Re: review of conformance section and conformance language

On 9,Jun2021, at 7:54 AM, Tom Hillman <tom@expertml.com> wrote:

> … Forgive my lack of standards experience, but can I just check my understanding, given the following paragraph from Michael's email:

>> I took the liberty of looking at the use of the verbs 'must', 'may', and 'shall' in the rest of the spec as well. It may feel too constraining to eliminate all uses of "must", "may", and "should" that do not relate to conformance, but over the years I have gradually come to the conclusion that not doing so is worse.

> Is there a particular meaning to 'should' and 'shall'?  Or are these terms just to be avoided in favour of 'must' for mandatory conformance requirements, and 'may' for optional ones?

In IETF, W3C, and ISO specs "should" indicates that what is described is not an absolute requirement, but that implementations are expected to behave as described unless there is a really good reason not to do so.  Since it is recognized that there may be such a really good reason, something expressed with "should" is not an absolute requirement of conformance.  At some level (is it required? is it allowed?) it is thus the equivalent of "may", but it signals the expectation that whatever is described will normally be the way the thing behaves.

In the words of the ISO drafting rules directive [1], it is used "to express recommendations"; synonyms offered for use when needed are "it is recommended that" and "ought to".

[1] https://www.iso.org/sites/directives/current/part2/index.xhtml

I checked for "shall" because in ISO specs, "shall" is used to express requirements; if something does not behave as described, it does not conform to the standard.  W3C and IETF specs normally use "must" in this sense, not "shall", presumably because "shall" sounded too legalistic and bureaucratic.  The result is that it requires some stylistic ingenuity in W3C and IETF specs to distinguish clearly between statements of what is required for conformance to the spec and what will always be the case due to external constraints unrelated to the spec.  I looked for "shall", but in fact the ixml spec text does not use that word. 

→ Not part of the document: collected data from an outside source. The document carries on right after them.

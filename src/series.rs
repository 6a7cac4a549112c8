//! Price and return series.
//!
//! [`PriceSeries`] enforces the contract expected from the price-history
//! collaborator: strictly increasing dates, finite positive prices. A
//! [`ReturnSeries`] is derived from it with simple (arithmetic) returns and
//! remembers the date of the base price so that the compounding period, and
//! therefore every annualization, spans the full calendar interval.

use crate::errors::{
    validate_all_finite, validate_data_length, BlackSwanError, BlackSwanResult,
};
use chrono::NaiveDate;
#[cfg(feature = "serde")]
use serde::{Deserialize, Serialize};

/// Calendar days per year used to convert elapsed time into years.
pub const DAYS_PER_YEAR: f64 = 365.25;

fn validate_strictly_increasing(dates: &[NaiveDate], name: &str) -> BlackSwanResult<()> {
    if let Some(i) = dates.windows(2).position(|w| w[1] <= w[0]) {
        return Err(BlackSwanError::InvalidParameter {
            parameter: format!("{}[{}]", name, i + 1),
            value: (i + 1) as f64,
            constraint: "dates strictly increasing without duplicates".to_string(),
        });
    }
    Ok(())
}

/// Ordered `(date, price)` observations. Immutable once constructed.
#[derive(Debug, Clone, PartialEq)]
#[cfg_attr(feature = "serde", derive(Serialize, Deserialize))]
#[cfg_attr(feature = "serde", serde(try_from = "RawPriceSeries"))]
pub struct PriceSeries {
    dates: Vec<NaiveDate>,
    prices: Vec<f64>,
}

impl PriceSeries {
    /// Build a series from `(date, price)` pairs.
    ///
    /// Fails with `InvalidParameter` on an empty input, unordered or duplicate
    /// dates, or a non-finite or non-positive price.
    pub fn new(points: Vec<(NaiveDate, f64)>) -> BlackSwanResult<Self> {
        let (dates, prices) = points.into_iter().unzip();
        Self::from_parts(dates, prices)
    }

    /// Build a series from parallel date and price vectors.
    pub fn from_parts(dates: Vec<NaiveDate>, prices: Vec<f64>) -> BlackSwanResult<Self> {
        if dates.len() != prices.len() {
            return Err(BlackSwanError::InvalidParameter {
                parameter: "prices.len".to_string(),
                value: prices.len() as f64,
                constraint: format!("equal to dates.len ({})", dates.len()),
            });
        }
        if dates.is_empty() {
            return Err(BlackSwanError::InvalidParameter {
                parameter: "prices.len".to_string(),
                value: 0.0,
                constraint: "at least one observation".to_string(),
            });
        }
        validate_strictly_increasing(&dates, "dates")?;
        validate_all_finite(&prices, "prices")?;
        if let Some((i, &price)) = prices.iter().enumerate().find(|(_, p)| **p <= 0.0) {
            return Err(BlackSwanError::InvalidParameter {
                parameter: format!("prices[{}]", i),
                value: price,
                constraint: "> 0".to_string(),
            });
        }

        Ok(Self { dates, prices })
    }

    /// Number of observations.
    pub fn len(&self) -> usize {
        self.prices.len()
    }

    /// Always false for a constructed series; provided for API symmetry.
    pub fn is_empty(&self) -> bool {
        self.prices.is_empty()
    }

    /// Observation dates.
    pub fn dates(&self) -> &[NaiveDate] {
        &self.dates
    }

    /// Price levels.
    pub fn prices(&self) -> &[f64] {
        &self.prices
    }

    /// First observation date.
    pub fn first_date(&self) -> NaiveDate {
        self.dates[0]
    }

    /// Last observation date.
    pub fn last_date(&self) -> NaiveDate {
        self.dates[self.dates.len() - 1]
    }

    /// Iterate over `(date, price)` pairs.
    pub fn iter(&self) -> impl Iterator<Item = (NaiveDate, f64)> + '_ {
        self.dates.iter().copied().zip(self.prices.iter().copied())
    }

    /// Restrict the series to the inclusive date range `[start, end]`.
    pub fn slice_dates(&self, start: NaiveDate, end: NaiveDate) -> BlackSwanResult<Self> {
        let (dates, prices): (Vec<_>, Vec<_>) = self
            .iter()
            .filter(|(d, _)| *d >= start && *d <= end)
            .unzip();
        if dates.is_empty() {
            return Err(BlackSwanError::InsufficientData {
                operation: format!("slice_dates({}..={})", start, end),
                required: 1,
                actual: 0,
            });
        }
        Ok(Self { dates, prices })
    }

    /// Simple daily returns, see [`compute_daily_returns`].
    pub fn daily_returns(&self) -> BlackSwanResult<ReturnSeries> {
        compute_daily_returns(self)
    }
}

/// Convert prices into simple returns `(p_t - p_{t-1}) / p_{t-1}`.
///
/// The result has one fewer observation than the input; its anchor date is
/// the first price date. Fails with `InsufficientData` for fewer than two
/// prices.
pub fn compute_daily_returns(prices: &PriceSeries) -> BlackSwanResult<ReturnSeries> {
    validate_data_length(prices.prices(), 2, "daily_returns")?;

    let values: Vec<f64> = prices
        .prices()
        .windows(2)
        .map(|w| (w[1] - w[0]) / w[0])
        .collect();

    Ok(ReturnSeries {
        anchor: prices.first_date(),
        dates: prices.dates()[1..].to_vec(),
        values,
    })
}

/// Ordered `(date, return)` observations plus the base date of the period.
#[derive(Debug, Clone, PartialEq)]
#[cfg_attr(feature = "serde", derive(Serialize, Deserialize))]
#[cfg_attr(feature = "serde", serde(try_from = "RawReturnSeries"))]
pub struct ReturnSeries {
    anchor: NaiveDate,
    dates: Vec<NaiveDate>,
    values: Vec<f64>,
}

impl ReturnSeries {
    /// Build a return series directly.
    ///
    /// `anchor` is the date of the base price the first return is measured
    /// from and must precede `dates[0]`. Returns must be finite and above -1.
    pub fn new(
        anchor: NaiveDate,
        dates: Vec<NaiveDate>,
        values: Vec<f64>,
    ) -> BlackSwanResult<Self> {
        validate_data_length(&values, 1, "return_series")?;
        if dates.len() != values.len() {
            return Err(BlackSwanError::InvalidParameter {
                parameter: "values.len".to_string(),
                value: values.len() as f64,
                constraint: format!("equal to dates.len ({})", dates.len()),
            });
        }
        if anchor >= dates[0] {
            return Err(BlackSwanError::InvalidParameter {
                parameter: "anchor".to_string(),
                value: 0.0,
                constraint: format!("anchor {} before first return date {}", anchor, dates[0]),
            });
        }
        validate_strictly_increasing(&dates, "dates")?;
        Self::validate_values(&values)?;

        Ok(Self {
            anchor,
            dates,
            values,
        })
    }

    fn validate_values(values: &[f64]) -> BlackSwanResult<()> {
        validate_all_finite(values, "returns")?;
        if let Some((i, &r)) = values.iter().enumerate().find(|(_, r)| **r <= -1.0) {
            return Err(BlackSwanError::InvalidParameter {
                parameter: format!("returns[{}]", i),
                value: r,
                constraint: "> -1".to_string(),
            });
        }
        Ok(())
    }

    /// Same calendar, different values. Used for scenario, regime-conditioned
    /// and resampled series so they keep the original elapsed time.
    pub fn with_values(&self, values: Vec<f64>) -> BlackSwanResult<Self> {
        if values.len() != self.values.len() {
            return Err(BlackSwanError::InvalidParameter {
                parameter: "values.len".to_string(),
                value: values.len() as f64,
                constraint: format!("equal to series length ({})", self.values.len()),
            });
        }
        Self::validate_values(&values)?;
        Ok(Self {
            anchor: self.anchor,
            dates: self.dates.clone(),
            values,
        })
    }

    /// Observations from `start` onward. The anchor becomes the date of the
    /// observation just before `start`.
    pub fn tail_from(&self, start: usize) -> BlackSwanResult<Self> {
        if start >= self.values.len() {
            return Err(BlackSwanError::InsufficientData {
                operation: "tail_from".to_string(),
                required: start + 1,
                actual: self.values.len(),
            });
        }
        let anchor = if start == 0 {
            self.anchor
        } else {
            self.dates[start - 1]
        };
        Ok(Self {
            anchor,
            dates: self.dates[start..].to_vec(),
            values: self.values[start..].to_vec(),
        })
    }

    /// Date of the base price of the period.
    pub fn anchor(&self) -> NaiveDate {
        self.anchor
    }

    /// Return dates.
    pub fn dates(&self) -> &[NaiveDate] {
        &self.dates
    }

    /// Return values.
    pub fn values(&self) -> &[f64] {
        &self.values
    }

    /// Number of returns.
    pub fn len(&self) -> usize {
        self.values.len()
    }

    /// Always false for a constructed series; provided for API symmetry.
    pub fn is_empty(&self) -> bool {
        self.values.is_empty()
    }

    /// Date of the last return.
    pub fn last_date(&self) -> NaiveDate {
        self.dates[self.dates.len() - 1]
    }

    /// Iterate over `(date, return)` pairs.
    pub fn iter(&self) -> impl Iterator<Item = (NaiveDate, f64)> + '_ {
        self.dates.iter().copied().zip(self.values.iter().copied())
    }

    /// Calendar years from the anchor to the last return date.
    pub fn elapsed_years(&self) -> f64 {
        (self.last_date() - self.anchor).num_days() as f64 / DAYS_PER_YEAR
    }
}

/// Unchecked wire form; deserialized series go through the constructors.
#[cfg(feature = "serde")]
#[derive(Deserialize)]
struct RawPriceSeries {
    dates: Vec<NaiveDate>,
    prices: Vec<f64>,
}

#[cfg(feature = "serde")]
impl TryFrom<RawPriceSeries> for PriceSeries {
    type Error = BlackSwanError;

    fn try_from(raw: RawPriceSeries) -> BlackSwanResult<Self> {
        Self::from_parts(raw.dates, raw.prices)
    }
}

#[cfg(feature = "serde")]
#[derive(Deserialize)]
struct RawReturnSeries {
    anchor: NaiveDate,
    dates: Vec<NaiveDate>,
    values: Vec<f64>,
}

#[cfg(feature = "serde")]
impl TryFrom<RawReturnSeries> for ReturnSeries {
    type Error = BlackSwanError;

    fn try_from(raw: RawReturnSeries) -> BlackSwanResult<Self> {
        Self::new(raw.anchor, raw.dates, raw.values)
    }
}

>> A conforming parser must not accept non-conforming grammars.

> I am a little troubled by this: it seems to imply that a parser ought to validate the grammar, and may not accept grammars other than iXML grammars.

Indeed it does imply that -- or rather, it is trying to say that directly and explicitly.  That was the decision I thought we made during the call.

When a conforming processor is presented with a non-conforming grammar, we can either require it to report an error, or specify that its behavior in that situation is undefined, meaning implementations are not required to detect or report errors in the grammar.  Or we can require certain kinds of error recovery (as in XSLT 1.0 and de facto in some versions of HTML), and take one or the other view (fail, undefined) if those error recovery steps don't work.

Specifying that behavior is undefined is a short road to incompatible implementations, as I think can be observed in the SQL space and in Web browsers.  Requiring that errors in the input be reported is a good way of helping users learn the rules, and a good way of improving interoperability.

If a processor P accepts not only ixml grammars, but also IETF ABNF grammars, then when it's handling an ABNF grammar the ixml spec can say either of two things:

  (a) P is behaving as a conforming ixml processor.
  
  (b) P is not behaving as a conforming ixml processor.

(There may be other things we can say, but at the moment these are the only two that seem useful.)

If we choose (a), and the user then tries the same grammar with processor Q and it fails, who gets to explain to the user that two conforming ixml processors are not guaranteed to accept the same grammars?

If we choose (b), it is not a statement that P is behaving badly, only a statement that the ixml spec does not provide rules for handling ABNF grammars.  If I make Aparecium handle other grammar notations, the documentation will note that when doing so, the user and I are outside the rules of the ixml spec; if the user wants a strictly conforming ixml implementation, set the --ixml-strict flag.  

> I would prefer something to the effect of "A conforming parser may reject non-conforming grammars."  This puts the onus for writing a conforming grammar on the grammar author, which I think is correct.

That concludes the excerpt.